The party now strayed onward from hall to hall of that rich gallery, pausing here and there, to look at the multitude of noble and lovely shapes, which have been dug up out of the deep grave in which old Rome lies buried. And still, the realization of the antique Faun, in the person of Donatello, gave a more vivid character to all these marble ghosts. Why should not each statue grow warm with life! Antinous might lift his brow, and tell us why he is forever sad. The Lycian Apollo might strike his lyre; and, at the first vibration, that other Faun in red marble, who keeps up a motionless dance, should frisk gayly forth, leading yonder Satyrs, with shaggy goat-shanks, to clatter their little hoofs upon the floor, and all join hands with Donatello! Bacchus, too, a rosy flush diffusing itself over his time-stained surface, could come down from his pedestal, and offer a cluster of purple grapes to Donatello’s lips; because the god recognizes him as the woodland elf who so often shared his revels.
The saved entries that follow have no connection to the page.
//! Worker pool management with structured concurrency.
//!
//! Spawns the queue workers and the scheduler as supervised tasks sharing
//! one cancellation token, and joins them on graceful shutdown.

use std::{future::Future, sync::Arc, time::Duration};

use herald_core::Clock;
use tokio::{sync::RwLock, task::JoinHandle};
use tokio_util::sync::CancellationToken;
use tracing::{error, info, warn};

use crate::{
    engine::EngineStats,
    error::{PipelineError, Result},
    queue::{HandlerTable, JobQueue, QueueName},
    worker::{QueueWorker, WorkerSettings},
};

/// Supervised set of pipeline tasks.
pub struct WorkerPool {
    jobs: Arc<dyn JobQueue>,
    handlers: Arc<HandlerTable>,
    settings: WorkerSettings,
    stats: Arc<RwLock<EngineStats>>,
    cancellation_token: CancellationToken,
    worker_handles: Vec<JoinHandle<Result<()>>>,
    clock: Arc<dyn Clock>,
}

impl WorkerPool {
    /// Creates an empty pool.
    pub fn new(
        jobs: Arc<dyn JobQueue>,
        handlers: Arc<HandlerTable>,
        settings: WorkerSettings,
        stats: Arc<RwLock<EngineStats>>,
        cancellation_token: CancellationToken,
        clock: Arc<dyn Clock>,
    ) -> Self {
        Self {
            jobs,
            handlers,
            settings,
            stats,
            cancellation_token,
            worker_handles: Vec::new(),
            clock,
        }
    }

    /// Spawns `count` workers for each `(queue, count)` pair.
    pub async fn spawn_workers(&mut self, plan: &[(QueueName, usize)]) {
        let total: usize = plan.iter().map(|(_, count)| count).sum();
        info!(worker_count = total, "spawning queue workers");

        {
            let mut stats = self.stats.write().await;
            stats.active_workers += total;
        }

        for &(queue, count) in plan {
            for _ in 0..count {
                let worker_id = self.worker_handles.len();
                let worker = QueueWorker::new(
                    worker_id,
                    queue,
                    self.jobs.clone(),
                    self.handlers.clone(),
                    self.settings.clone(),
                    self.stats.clone(),
                    self.cancellation_token.clone(),
                    self.clock.clone(),
                );

                let handle = tokio::spawn(async move {
                    let result = worker.run().await;
                    if let Err(ref err) = result {
                        error!(worker_id, queue = %queue, error = %err, "queue worker terminated with error");
                    }
                    result
                });
                self.worker_handles.push(handle);
            }
        }

        info!(spawned_workers = self.worker_handles.len(), "queue workers spawned");
    }

    /// Spawns an auxiliary task, such as the scheduler, that stops with the
    /// pool.
    pub fn spawn_task<F>(&mut self, name: &'static str, task: F)
    where
        F: Future<Output = ()> + Send + 'static,
    {
        let handle = tokio::spawn(async move {
            task.await;
            info!(task = name, "pool task stopped");
            Ok(())
        });
        self.worker_handles.push(handle);
    }

    /// Cancels every task and waits up to `timeout` for them to finish.
    ///
    /// # Errors
    ///
    /// Returns `ShutdownTimeout` if tasks are still running at the deadline.
    pub async fn shutdown_graceful(mut self, timeout: Duration) -> Result<()> {
        info!(
            worker_count = self.worker_handles.len(),
            timeout_seconds = timeout.as_secs(),
            "initiating graceful worker shutdown"
        );

        self.cancellation_token.cancel();

        let handles = std::mem::take(&mut self.worker_handles);
        let stats = self.stats.clone();
        let shutdown = async move {
            let results = futures::future::join_all(handles).await;
            let mut panicked = 0;
            for (worker_id, result) in results.into_iter().enumerate() {
                match result {
                    Ok(Ok(())) => {},
                    Ok(Err(err)) => {
                        warn!(worker_id, error = %err, "worker completed with error during shutdown");
                    },
                    Err(join_error) => {
                        error!(worker_id, error = %join_error, "worker task panicked during shutdown");
                        panicked += 1;
                    },
                }
            }
            stats.write().await.active_workers = 0;
            panicked
        };

        match tokio::time::timeout(timeout, shutdown).await {
            Ok(0) => {
                info!("worker pool shutdown completed");
                Ok(())
            },
            Ok(panicked) => {
                warn!(panicked, "worker pool shut down with panicked workers");
                Ok(())
            },
            Err(_) => {
                error!(timeout_seconds = timeout.as_secs(), "worker shutdown timed out");
                Err(PipelineError::ShutdownTimeout { timeout_seconds: timeout.as_secs() })
            },
        }
    }

    /// Returns true if any task is still running.
    pub fn has_active_workers(&self) -> bool {
        self.worker_handles.iter().any(|handle| !handle.is_finished())
    }
}

impl Drop for WorkerPool {
    fn drop(&mut self) {
        let active = self.worker_handles.iter().filter(|handle| !handle.is_finished()).count();
        if active > 0 && !self.cancellation_token.is_cancelled() {
            error!(active_workers = active, "worker pool dropped without shutdown, cancelling tasks");
            self.cancellation_token.cancel();
        }
    }
}

#[cfg(test)]
mod tests {
    use herald_core::TestClock;

    use super::*;
    use crate::storage::mock::MemoryBackend;

    fn pool(stats: Arc<RwLock<EngineStats>>) -> WorkerPool {
        let clock = Arc::new(TestClock::new());
        WorkerPool::new(
            Arc::new(MemoryBackend::new(clock.clone())),
            Arc::new(HandlerTable::new()),
            WorkerSettings::default(),
            stats,
            CancellationToken::new(),
            clock,
        )
    }

    #[tokio::test]
    async fn spawns_planned_workers_and_shuts_down() {
        let stats = Arc::new(RwLock::new(EngineStats::default()));
        let mut pool = pool(stats.clone());

        pool.spawn_workers(&[(QueueName::SmsSend, 3), (QueueName::CampaignSend, 1)]).await;
        assert_eq!(pool.worker_handles.len(), 4);
        assert_eq!(stats.read().await.active_workers, 4);

        pool.shutdown_graceful(Duration::from_secs(5)).await.unwrap();
        assert_eq!(stats.read().await.active_workers, 0);
    }

    #[tokio::test]
    async fn empty_pool_shuts_down_immediately() {
        let pool = pool(Arc::new(RwLock::new(EngineStats::default())));
        assert!(!pool.has_active_workers());
        pool.shutdown_graceful(Duration::from_millis(1)).await.unwrap();
    }
}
And here, in this sarcophagus, the exquisitely carved figures might assume life, and chase one another round its verge with that wild merriment which is so strangely represented on those old burial coffers: though still with some subtile allusion to death, carefully veiled, but forever peeping forth amid emblems of mirth and riot.
As the four friends descended the stairs, however, their play of fancy subsided into a much more sombre mood; a result apt to follow upon such exhilaration as that which had so recently taken possession of them.
“Do you know,” said Miriam confidentially to Hilda, “I doubt the reality of this likeness of Donatello to the Faun, which we have been talking so much about? To say the truth, it never struck me so forcibly as it did Kenyon and yourself, though I gave in to whatever you were pleased to fancy, for the sake of a moment’s mirth and wonder.” “I was certainly in earnest, and you seemed equally so,” replied Hilda, glancing back at Donatello, as if to reassure herself of the resemblance. “But faces change so much, from hour to hour, that the same set of features has often no keeping with itself; to an eye, at least, which looks at expression more than outline. How sad and sombre he has grown all of a sudden!” “Angry too, methinks! nay, it is anger much more than sadness,” said Miriam. “I have seen Donatello in this mood once or twice before. If you consider him well, you will observe an odd mixture of the bulldog, or some other equally fierce brute, in our friend’s composition; a trait of savageness hardly to be expected in such a gentle creature as he usually is. Donatello is a very strange young man. I wish he would not haunt my footsteps so continually.”
“You have bewitched the poor lad,” said the sculptor, laughing. “You have a faculty of bewitching people, and it is providing you with a singular train of followers. I see another of them behind yonder pillar; and it is his presence that has aroused Donatello’s wrath.”